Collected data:
########

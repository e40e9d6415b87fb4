pub mod handlers;
pub mod server;

pub use server::{run, ApiState};
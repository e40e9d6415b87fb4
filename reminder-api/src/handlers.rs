use axum::{
    extract::{Extension, Path},
    http::StatusCode,
    response::Json,
};
use reminder_core::types::{EndpointState, ReminderKind};
use serde::Deserialize;
use tracing;

use crate::server::ApiState;

pub async fn health() -> Json<serde_json::Value> {
    Json(serde_json::json!({
        "status": "ok",
        "service": "reminder-api"
    }))
}

/// Fire one ad-hoc notification outside the schedule; bypasses the
/// registry and the enabled checks.
pub async fn trigger_test(
    Extension(state): Extension<ApiState>,
    Path(user_id): Path<String>,
) -> Json<serde_json::Value> {
    let result = state.dispatcher.dispatch_test(&user_id).await;
    Json(serde_json::json!({
        "user_id": user_id,
        "result": result.as_str(),
    }))
}

/// Fire one named reminder on demand (the external-cron HTTP path),
/// honoring the same enabled checks as the scheduled path.
pub async fn trigger_named(
    Extension(state): Extension<ApiState>,
    Path((user_id, kind)): Path<(String, String)>,
) -> Result<Json<serde_json::Value>, StatusCode> {
    let kind: ReminderKind = kind.parse().map_err(|_| StatusCode::BAD_REQUEST)?;
    let result = state.dispatcher.dispatch_named(&user_id, kind).await;
    Ok(Json(serde_json::json!({
        "user_id": user_id,
        "kind": kind.as_str(),
        "result": result.as_str(),
    })))
}

/// Debug query for "why did my reminders stop": endpoint cache state,
/// endpoint lifecycle state, armed trigger kinds, and the last dispatch
/// outcome per kind.
pub async fn user_status(
    Extension(state): Extension<ApiState>,
    Path(user_id): Path<String>,
) -> Json<serde_json::Value> {
    let cached = state.ctx.cache.peek(&user_id);
    let endpoint_state = match &cached {
        Some(endpoint) => Some(endpoint.state),
        None => match state.ctx.store.load_endpoint(&user_id).await {
            Ok(endpoint) => endpoint.map(|e| e.state),
            Err(e) => {
                tracing::warn!("Status query could not reach store for {}: {}", user_id, e);
                None
            }
        },
    };

    let armed: Vec<&str> = state
        .registry
        .kinds_for(&user_id)
        .into_iter()
        .map(|k| k.as_str())
        .collect();

    let last_dispatches: serde_json::Map<String, serde_json::Value> = state
        .ctx
        .status
        .for_user(&user_id)
        .into_iter()
        .map(|(kind, record)| {
            (
                kind.as_str().to_string(),
                serde_json::json!({
                    "result": record.result.as_str(),
                    "at": record.at,
                }),
            )
        })
        .collect();

    Json(serde_json::json!({
        "user_id": user_id,
        "endpoint_cached": cached.is_some(),
        "endpoint_state": endpoint_state.map(|s| match s {
            EndpointState::Active => "active",
            EndpointState::Removed => "removed",
        }),
        "armed": armed,
        "last_dispatches": last_dispatches,
    }))
}

#[derive(Debug, Deserialize)]
#[serde(rename_all = "snake_case")]
pub enum PreferenceEvent {
    Subscribed,
    SettingsChanged,
    Unsubscribed,
}

#[derive(Debug, Deserialize)]
pub struct PreferenceEventBody {
    pub user_id: String,
    pub event: PreferenceEvent,
}

/// Change notification from the settings/subscription collaborator; all
/// three events resolve to the same on-demand reconciliation.
pub async fn preference_event(
    Extension(state): Extension<ApiState>,
    Json(body): Json<PreferenceEventBody>,
) -> Result<Json<serde_json::Value>, StatusCode> {
    tracing::info!("Preference event {:?} for user {}", body.event, body.user_id);

    if let Err(e) = state.reconciler.reconcile_user(&body.user_id).await {
        tracing::error!("On-demand reconciliation failed for {}: {}", body.user_id, e);
        return Err(StatusCode::BAD_GATEWAY);
    }

    Ok(Json(serde_json::json!({
        "user_id": body.user_id,
        "armed": state.registry.armed_for(&body.user_id).len(),
    })))
}
use crate::lifecycle::EndpointLifecycle;
use crate::payload;
use crate::push::PushClient;
use anyhow::Result;
use chrono::{Timelike, Utc};
use reminder_core::types::{DispatchResult, EndpointState, ReminderKind};
use reminder_core::EngineContext;
use reminder_schedule::TriggerRegistry;
use std::sync::Arc;
use std::time::Duration;
use tracing;

/// Fired by a compiled trigger: resolves the user's endpoint, builds the
/// payload, and hands the attempt to the push client. Independent
/// firings never serialize on each other; the tick loop spawns one task
/// per due trigger.
pub struct Dispatcher {
    ctx: EngineContext,
    push: PushClient,
    lifecycle: EndpointLifecycle,
}

impl Dispatcher {
    pub fn new(ctx: EngineContext, registry: TriggerRegistry) -> Result<Self> {
        let push = PushClient::new(&ctx.config.push)?;
        let lifecycle = EndpointLifecycle::new(ctx.clone(), registry);
        Ok(Self {
            ctx,
            push,
            lifecycle,
        })
    }

    /// Scheduled-path dispatch of one reminder. Every result lands in
    /// the status book for the debug query.
    pub async fn dispatch(&self, user_id: &str, kind: ReminderKind) -> DispatchResult {
        let result = self.deliver(user_id, kind).await;
        self.ctx.status.record(user_id, kind, result);
        result
    }

    async fn deliver(&self, user_id: &str, kind: ReminderKind) -> DispatchResult {
        let endpoint = match self.ctx.cache.get(self.ctx.store.as_ref(), user_id).await {
            Ok(Some(endpoint)) => endpoint,
            Ok(None) => {
                // Not an error: the user simply has nowhere to deliver.
                tracing::debug!("No endpoint for user {}, skipping {}", user_id, kind);
                return DispatchResult::NoEndpoint;
            }
            Err(e) => {
                tracing::error!("Failed to resolve endpoint for user {}: {}", user_id, e);
                return DispatchResult::Failure;
            }
        };

        if endpoint.state == EndpointState::Removed {
            return DispatchResult::NoEndpoint;
        }

        let payload = payload::build(kind, &mut rand::thread_rng());
        let outcome = self.push.send(&endpoint, &payload).await;
        self.lifecycle.apply(user_id, kind, &outcome).await
    }

    /// Ad-hoc notification outside any schedule; bypasses the registry
    /// and the enabled checks.
    pub async fn dispatch_test(&self, user_id: &str) -> DispatchResult {
        let endpoint = match self.ctx.cache.get(self.ctx.store.as_ref(), user_id).await {
            Ok(Some(endpoint)) => endpoint,
            Ok(None) => return DispatchResult::NoEndpoint,
            Err(e) => {
                tracing::error!("Failed to resolve endpoint for user {}: {}", user_id, e);
                return DispatchResult::Failure;
            }
        };

        if endpoint.state == EndpointState::Removed {
            return DispatchResult::NoEndpoint;
        }

        match self.push.send(&endpoint, &payload::build_test()).await {
            reminder_core::types::DeliveryOutcome::Delivered => DispatchResult::Delivered,
            _ => DispatchResult::Failure,
        }
    }

    /// One named reminder on demand (the external-cron HTTP path),
    /// honoring the same enabled checks as the scheduled path.
    pub async fn dispatch_named(&self, user_id: &str, kind: ReminderKind) -> DispatchResult {
        let profile = match self.ctx.store.load_profile(user_id).await {
            Ok(Some(profile)) => profile,
            Ok(None) => {
                self.ctx.status.record(user_id, kind, DispatchResult::Disabled);
                return DispatchResult::Disabled;
            }
            Err(e) => {
                tracing::error!("Failed to load profile for user {}: {}", user_id, e);
                return DispatchResult::Failure;
            }
        };

        if !profile.kind_enabled(kind) {
            self.ctx.status.record(user_id, kind, DispatchResult::Disabled);
            return DispatchResult::Disabled;
        }

        self.dispatch(user_id, kind).await
    }
}

/// Minute-tick loop: wakes on every UTC minute boundary, collects the
/// due triggers, and spawns one dispatch task per trigger so a slow
/// delivery never blocks the scheduler's own timing.
pub async fn run(dispatcher: Arc<Dispatcher>, registry: TriggerRegistry) -> Result<()> {
    tracing::info!("Starting dispatch tick loop");

    let mut last_tick: Option<(u8, u8)> = None;
    loop {
        sleep_to_next_minute().await;

        let now = Utc::now();
        let tick = (now.hour() as u8, now.minute() as u8);
        if last_tick == Some(tick) {
            continue;
        }
        last_tick = Some(tick);

        let due = registry.due(tick.0, tick.1);
        if due.is_empty() {
            continue;
        }
        tracing::debug!("{} triggers due at {:02}:{:02} UTC", due.len(), tick.0, tick.1);

        for trigger in due {
            let dispatcher = dispatcher.clone();
            tokio::spawn(async move {
                dispatcher.dispatch(&trigger.user_id, trigger.kind).await;
            });
        }
    }
}

async fn sleep_to_next_minute() {
    let now = Utc::now();
    let into_minute =
        u64::from(now.second()) * 1000 + u64::from(now.timestamp_subsec_millis());
    // Small margin past the boundary; the tick guard above drops any
    // duplicate wake-up within the same minute.
    let wait = 60_000u64.saturating_sub(into_minute) + 5;
    tokio::time::sleep(Duration::from_millis(wait)).await;
}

########

● **PROBLEM DESCRIPTION**
Among the entries above, how many lines have the string "types" in them? Only the number should be given.

● **ANSWER FOR THIS EXERCISE**
3